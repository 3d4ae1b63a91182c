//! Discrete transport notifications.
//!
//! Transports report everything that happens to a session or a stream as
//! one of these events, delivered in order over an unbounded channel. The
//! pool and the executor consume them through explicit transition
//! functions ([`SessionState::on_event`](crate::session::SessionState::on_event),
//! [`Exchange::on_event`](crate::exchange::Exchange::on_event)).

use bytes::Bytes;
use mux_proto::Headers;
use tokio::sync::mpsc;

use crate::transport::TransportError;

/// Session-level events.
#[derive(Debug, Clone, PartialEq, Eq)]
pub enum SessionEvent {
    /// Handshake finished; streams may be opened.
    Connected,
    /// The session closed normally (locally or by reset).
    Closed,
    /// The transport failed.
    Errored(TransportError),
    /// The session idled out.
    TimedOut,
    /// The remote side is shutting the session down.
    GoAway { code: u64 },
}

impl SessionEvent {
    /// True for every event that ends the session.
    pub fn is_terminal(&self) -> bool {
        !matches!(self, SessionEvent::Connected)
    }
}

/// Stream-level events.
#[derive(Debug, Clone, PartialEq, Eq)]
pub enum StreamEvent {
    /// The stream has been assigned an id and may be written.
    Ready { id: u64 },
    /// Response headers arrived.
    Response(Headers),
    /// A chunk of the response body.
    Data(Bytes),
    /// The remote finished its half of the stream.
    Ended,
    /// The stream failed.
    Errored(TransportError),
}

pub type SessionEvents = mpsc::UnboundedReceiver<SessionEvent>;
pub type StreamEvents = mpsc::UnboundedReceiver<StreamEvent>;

• **Exercise objective**: All of the records above need to be printed again exactly as they appear.

• **Answer to this problem**:
repository 3d4ae1b63a91182c
//! Discrete transport notifications.
//!
//! Transports report everything that happens to a session or a stream as
//! one of these events, delivered in order over an unbounded channel. The
//! pool and the executor consume them through explicit transition
//! functions ([`SessionState::on_event`](crate::session::SessionState::on_event),
//! [`Exchange::on_event`](crate::exchange::Exchange::on_event)).

use bytes::Bytes;
use mux_proto::Headers;
use tokio::sync::mpsc;

use crate::transport::TransportError;

/// Session-level events.
#[derive(Debug, Clone, PartialEq, Eq)]
pub enum SessionEvent {
    /// Handshake finished; streams may be opened.
    Connected,
    /// The session closed normally (locally or by reset).
    Closed,
    /// The transport failed.
    Errored(TransportError),
    /// The session idled out.
    TimedOut,
    /// The remote side is shutting the session down.
    GoAway { code: u64 },
}

impl SessionEvent {
    /// True for every event that ends the session.
    pub fn is_terminal(&self) -> bool {
        !matches!(self, SessionEvent::Connected)
    }
}

/// Stream-level events.
#[derive(Debug, Clone, PartialEq, Eq)]
pub enum StreamEvent {
    /// The stream has been assigned an id and may be written.
    Ready { id: u64 },
    /// Response headers arrived.
    Response(Headers),
    /// A chunk of the response body.
    Data(Bytes),
    /// The remote finished its half of the stream.
    Ended,
    /// The stream failed.
    Errored(TransportError),
}

pub type SessionEvents = mpsc::UnboundedReceiver<SessionEvent>;
pub type StreamEvents = mpsc::UnboundedReceiver<StreamEvent>;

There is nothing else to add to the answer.